Oh, and if, in the future, you want to update the data in this entity - maybe you need to change the expiresAt, it's totally OK to add a new public function to allow that. But, when you do, again, be thoughtful. You could add a public function setExpiresAt(). Or, if all you ever do is re-set the expiresAt to one hour from now, you could instead create a public function renewExpiresAt() that handles that logic for you:

public function renewExpiresAt()
{
    $this->expiresAt = new \DateTime('+1 hour');
}

That method name is more meaningful, and centralizes more control inside the class.

Ok, I'm done with my rant!

Adding ApiTokens to the Fixtures

Let's create some ApiTokens in the fixtures already! We could create a new ApiTokenFixture class, but, to keep things simple, I'm going to put the logic right inside UserFixture.

Use $apiToken1 = new ApiToken() and pass our User. Copy that and create $apiToken2:

... lines 1 - 4
use App\Entity\ApiToken;
... lines 6 - 9
class UserFixture extends BaseFixture
{
... lines 12 - 18
protected function loadData(ObjectManager $manager)
{
$this->createMany(10, 'main_users', function($i) use ($manager) {
... lines 22 - 34
$apiToken1 = new ApiToken($user);
$apiToken2 = new ApiToken($user);
... lines 37 - 39
return $user;
});
... lines 42 - 57
}
}

With our fancy createMany() method, you do not need to call persist() or flush() on the object that you return. That's because our base class calls persist() on the object for us:

... lines 1 - 9
abstract class BaseFixture extends Fixture
{
... lines 12 - 45
protected function createMany(int $count, string $groupName, callable $factory)
{
for ($i = 0; $i < $count; $i++) {
... lines 49 - 54
$this->manager->persist($entity);
... lines 56 - 58
}
}
... lines 61 - 90
}

But, if you create some objects manually - like this - you do need to call persist(). No big deal: add use ($manager) to make the variable available in the callback. Then,$manager->persist($apiToken1) and $manager->persist($apiToken2):

... lines 1 - 4
use App\Entity\ApiToken;
... lines 6 - 9
class UserFixture extends BaseFixture
{
... lines 12 - 18
protected function loadData(ObjectManager $manager)
{
$this->createMany(10, 'main_users', function($i) use ($manager) {
... lines 22 - 34
$apiToken1 = new ApiToken($user);
$apiToken2 = new ApiToken($user);
$manager->persist($apiToken1);
$manager->persist($apiToken2);
... lines 39 - 40
});
... lines 42 - 57
}
}

That should be it! Let's reload some fixtures!
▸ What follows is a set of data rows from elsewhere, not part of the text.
use axum::extract::State;
use axum::http::StatusCode;
use axum::response::IntoResponse;
use axum::{Json, Router, routing::get};
use serde::Serialize;

use crate::state::AppState;

#[derive(Debug, Serialize)]
pub struct HealthResponse {
    pub status: &'static str,
    pub version: &'static str,
    pub transport: &'static str,
    pub sessions: usize,
}

pub fn router(path: &str) -> Router<AppState> {
    Router::new().route(path, get(health_check))
}

/// Liveness plus the open session count; 503 once shutdown has begun.
pub async fn health_check(State(state): State<AppState>) -> impl IntoResponse {
    let accepting = state.accepting();
    let http_status = if accepting {
        StatusCode::OK
    } else {
        StatusCode::SERVICE_UNAVAILABLE
    };

    (
        http_status,
        Json(HealthResponse {
            status: if accepting { "ok" } else { "shutting_down" },
            version: grafana_mcp_runtime::SERVER_VERSION,
            transport: state.settings.transport.as_str(),
            sessions: state.sessions.len(),
        }),
    )
}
php bin/console doctrine:fixtures:load

When it's done, run:

php bin/console doctrine:query:sql 'SELECT * FROM api_token'

Beautiful, long, random strings. And each is related to a User.
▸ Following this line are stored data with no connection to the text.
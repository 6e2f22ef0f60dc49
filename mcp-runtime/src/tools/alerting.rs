use grafana_mcp_core::envelope::EnvelopeSpec;
use grafana_mcp_core::error::Error;
use serde_json::{Map, Value, json};

use crate::args::{arg_optional_string, arg_optional_u64, echo, path_segment, required_string};
use crate::registry::{ParamKind, ParamSpec, ToolContext, ToolDescriptor, ToolFuture};
use crate::tools::labels::{label_map, matches_all, parse_selectors};
use crate::tools::{not_found_as, paginate};

pub const ALERT_RULES: EnvelopeSpec = EnvelopeSpec::new("alert_rules_result", "alert_rules");
pub const ALERT_RULE: EnvelopeSpec = EnvelopeSpec::object("alert_rule");
pub const CONTACT_POINTS: EnvelopeSpec =
    EnvelopeSpec::new("contact_points_result", "contact_points");

const DEFAULT_LIMIT: u64 = 100;

pub fn descriptors() -> Vec<ToolDescriptor> {
    vec![
        ToolDescriptor::new(
            "list_alert_rules",
            "List alert rules",
            "List Grafana alert rules with optional pagination and label filtering.",
            ALERT_RULES,
            list_alert_rules,
        )
        .with_param(ParamSpec::optional(
            "limit",
            ParamKind::Integer,
            "Rules per page (default 100)",
        ))
        .with_param(ParamSpec::optional(
            "page",
            ParamKind::Integer,
            "1-based page number (default 1)",
        ))
        .with_param(ParamSpec::optional(
            "labelSelectors",
            ParamKind::Array,
            "Selectors of the form [{\"filters\": [{\"name\", \"value\", \"type\"}]}]; every \
             selector must match",
        )),
        ToolDescriptor::new(
            "get_alert_rule_by_uid",
            "Get alert rule details",
            "Retrieve the full configuration of a Grafana alert rule by UID.",
            ALERT_RULE,
            get_alert_rule_by_uid,
        )
        .with_param(ParamSpec::required("uid", ParamKind::String, "Alert rule UID")),
        ToolDescriptor::new(
            "list_contact_points",
            "List contact points",
            "List Grafana notification contact points with optional name filtering.",
            CONTACT_POINTS,
            list_contact_points,
        )
        .with_param(ParamSpec::optional(
            "limit",
            ParamKind::Integer,
            "Maximum contact points (default 100)",
        ))
        .with_param(ParamSpec::optional(
            "name",
            ParamKind::String,
            "Exact contact point name",
        )),
    ]
}

/// Rules from the Prometheus-compatible ruler endpoint, flattened across
/// groups.
fn flatten_rules(payload: &Value) -> Vec<Value> {
    payload
        .pointer("/data/groups")
        .and_then(Value::as_array)
        .map(|groups| {
            groups
                .iter()
                .filter_map(|group| group.get("rules").and_then(Value::as_array))
                .flatten()
                .filter(|rule| rule.is_object())
                .cloned()
                .collect()
        })
        .unwrap_or_default()
}

fn summarize_rule(rule: &Value) -> Value {
    let labels = rule
        .get("labels")
        .filter(|labels| labels.is_object())
        .cloned()
        .unwrap_or_else(|| json!({}));
    json!({
        "uid": rule.get("uid"),
        "title": rule.get("name"),
        "state": rule.get("state"),
        "labels": labels,
    })
}

fn list_alert_rules<'a>(ctx: &'a ToolContext, args: &'a Map<String, Value>) -> ToolFuture<'a> {
    Box::pin(async move {
        let limit = arg_optional_u64(args, "limit")?;
        let page = arg_optional_u64(args, "page")?;
        let selectors = parse_selectors("labelSelectors", args.get("labelSelectors"))?;

        let payload = ctx
            .client()
            .get_json("/prometheus/grafana/api/v1/rules", &[])
            .await?;
        if !payload.is_object() {
            return Err(Error::ToolExecution(
                "unexpected response from Grafana alerting API".to_string(),
            ));
        }
        let rules: Vec<Value> = flatten_rules(&payload)
            .into_iter()
            .filter(|rule| matches_all(&selectors, &label_map(rule.get("labels"))))
            .collect();
        let page_items = paginate(&rules, limit.unwrap_or(DEFAULT_LIMIT), page.unwrap_or(1))?;
        let summaries: Vec<Value> = page_items.iter().map(summarize_rule).collect();

        Ok(ctx.respond(
            Value::Array(summaries),
            echo([
                ("limit", json!(limit)),
                ("page", json!(page)),
                (
                    "label_selectors",
                    args.get("labelSelectors").cloned().unwrap_or(Value::Null),
                ),
            ]),
        ))
    })
}

fn get_alert_rule_by_uid<'a>(ctx: &'a ToolContext, args: &'a Map<String, Value>) -> ToolFuture<'a> {
    Box::pin(async move {
        let uid = required_string(args, "uid")?;
        let path = format!("/v1/provisioning/alert-rules/{}", path_segment("uid", &uid)?);
        let rule = ctx
            .client()
            .get_json(&path, &[])
            .await
            .map_err(|err| not_found_as(err, || format!("alert rule with UID '{uid}' not found")))?;
        Ok(ctx.respond(rule, echo([("uid", Value::String(uid))])))
    })
}

fn list_contact_points<'a>(ctx: &'a ToolContext, args: &'a Map<String, Value>) -> ToolFuture<'a> {
    Box::pin(async move {
        let limit = arg_optional_u64(args, "limit")?;
        let name = arg_optional_string(args, "name")?;
        let effective_limit = limit.unwrap_or(DEFAULT_LIMIT);
        if effective_limit == 0 {
            return Err(Error::validation("limit", "limit must be greater than zero"));
        }

        let query: Vec<(String, String)> = name
            .iter()
            .map(|name| ("name".to_string(), name.clone()))
            .collect();
        let payload = ctx
            .client()
            .get_json("/v1/provisioning/contact-points", &query)
            .await?;
        let Some(items) = payload.as_array() else {
            return Err(Error::ToolExecution(
                "unexpected response when listing contact points".to_string(),
            ));
        };
        let contacts: Vec<Value> = items
            .iter()
            .take(usize::try_from(effective_limit).unwrap_or(usize::MAX))
            .filter(|item| item.is_object())
            .map(|item| {
                json!({
                    "uid": item.get("uid"),
                    "name": item.get("name"),
                    "type": item.get("type"),
                })
            })
            .collect();

        Ok(ctx.respond(
            Value::Array(contacts),
            echo([("limit", json!(limit)), ("name", json!(name))]),
        ))
    })
}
Next, let's create an authenticator that's capable of reading, processing & authenticating these API tokens.

Leave a comment!

  • 2018-10-22 Victor Bocharsky

    Hey Serge,

    No, MakerBundle generates entities in annotation format only, and actually that's best practice to use annotations for your entities. But you can generate an annotated entity with MakerBundle and use "bin/console doctrine:mapping:convert" command to convert it into yaml/xml format.

    Cheers!

  • 2018-10-19 Serge Boyko

    A question about the "make" command.
    Can you generate entity that has configuration in YAML, instead of annotations?
    If not, is there an easy way to convert your annotations to YAML configs?

  • 2018-10-18 weaverryan

    Hey Ivan Puntiy!

    These are great questions!

    1) Yes! Definitely - I wasn't even thinking about this / being lazy. We can now remove those - which is awesome!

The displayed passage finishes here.